Although we are able to reduce the time complexity by using the fact that there are repeated characters in the strings but the worst case complexity is still high in this case too (when N=20), which will occur when all the characters occurs equal number of times in the string A. Thus to make the swaps more efficient, we use some of the following observations:

  1. Do not swap characters in A if they are same.
  2. Do not swap characters in A if either of them is in its correct position in string B. For e.g. A="abcd" and B="bacd", then we should not swap "c" and "d" with any other positions, because they are already in correct positions.
  3. Use greedy approach to swap two characters first, for which the above two condition holds as well as after the swap at-least one of the character gets placed at its correct position according to string B.
  4. Goal is to place each character at its correct position according to string B.
  5. If a character is already at its correct position according to string B, then that character should not be swapped with any position.

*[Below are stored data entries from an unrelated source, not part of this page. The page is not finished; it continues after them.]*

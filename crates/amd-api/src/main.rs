mod config;
mod error;
mod exchange;
mod lead;
mod rate_limit;
mod routes;
mod upstream;

use std::sync::Arc;

use config::AppConfig;
use routes::{app_router, AppState};

#[tokio::main]
async fn main() -> Result<(), Box<dyn std::error::Error>> {
    // Only load .env in development; production uses platform-native env injection.
    #[cfg(debug_assertions)]
    dotenvy::dotenv().ok();

    tracing_subscriber::fmt()
        .with_env_filter(
            tracing_subscriber::EnvFilter::from_default_env()
                .add_directive("amd_api=info".parse().expect("valid directive")),
        )
        .init();

    let config = Arc::new(AppConfig::from_env()?);
    tracing::info!("Starting amd-api with config: {:?}", config);

    let state = AppState::from_config(config)?;
    let bind_addr = state.config.bind_addr.clone();
    let router = app_router(state);

    let listener = tokio::net::TcpListener::bind(&bind_addr).await?;
    tracing::info!("amd-api listening on {}", bind_addr);
    axum::serve(listener, router).await?;
    Ok(())
}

Using the above two observations plus the fact that we should not swap same character positions in A, we can code the algorithm in Python as follows:

import collections
class Solution(object):
    def kSimilarity(self, A, B):
        chars, n = ['a', 'b', 'c', 'd', 'e', 'f'], len(A)
        
        queue = collections.deque([(A, 0, ''.join(chars))])
        visited = set([(A, ''.join(chars))])
        
        pos_b_dict = collections.defaultdict(list)
        for i in range(n):
            pos_b_dict[B[i]].append(i)
        
        min_cnt = float("Inf")
        while len(queue) > 0:
            front, cnt, all_chars = queue.popleft()
            
            if front == B:
                min_cnt = min(min_cnt, cnt)
            
            for char in all_chars:
                q = set(all_chars)
                q.remove(char)
                rem_chars = ''.join(sorted(q))
                new_cnt, taken  = 0, set()
                pos_a = [i for i in range(len(front)) if front[i] == char]
                
                new_front = front
                if len(pos_a) > 0:
                    for x in pos_a:
                        flag = False
                        for y in pos_b_dict[char]:
                            if new_front[y] == B[x] and new_front[x] != B[x] and new_front[y] != B[y] and new_front[x] != new_front[y] and y not in taken:
                                a, b = sorted((x, y))
                                new_front = new_front[:a] + new_front[b] + new_front[a+1:b] + new_front[a] + new_front[b+1:]
                                new_cnt += 1
                                flag = True
                                taken.add(y)
                                break

                            if flag:
                                break

                        if flag is False:
                            for y in pos_b_dict[char]:
                                if new_front[y] != B[y] and new_front[x] != B[x] and new_front[x] != new_front[y] and y not in taken:
                                    a, b = sorted((x, y))
                                    new_front = new_front[:a] + new_front[b] + new_front[a+1:b] + new_front[a] + new_front[b+1:]
                                    new_cnt += 1
                                    taken.add(y)
                                    break
                                    
                    if len(new_front) > 0 and (new_front, rem_chars) not in visited:
                        queue.append((new_front, cnt + new_cnt, rem_chars))
                        visited.add((new_front, rem_chars))
                
        return min_cnt

The algorithm works as follows:

  • Starting at the root of the tree with string A, generate all possible configurations obtained by placing the character "a" at its correct positions according to string B. Repeat this for all remaining characters "b", "c", "d", "e" and "f".
  • Use the above heuristics to generate these configurations.
  • We do the re-arrangement for all characters at each level because we do not know, that placing which character first at their respective correct positions will give us the shortest K.
  • Each node in the first level of the tree represents the configuration obtained by placing each of the characters "a", "b", ... "f" at their correct positions.
  • For the 2nd level, exclude the characters already placed at their correct respective positions in the 1st level nodes and only place the remaining characters at their respective correct positions according to string B.
  • Repeat this for all levels till either we have reached the configuration for string B, i.e. no further possible re-arrangement can be made.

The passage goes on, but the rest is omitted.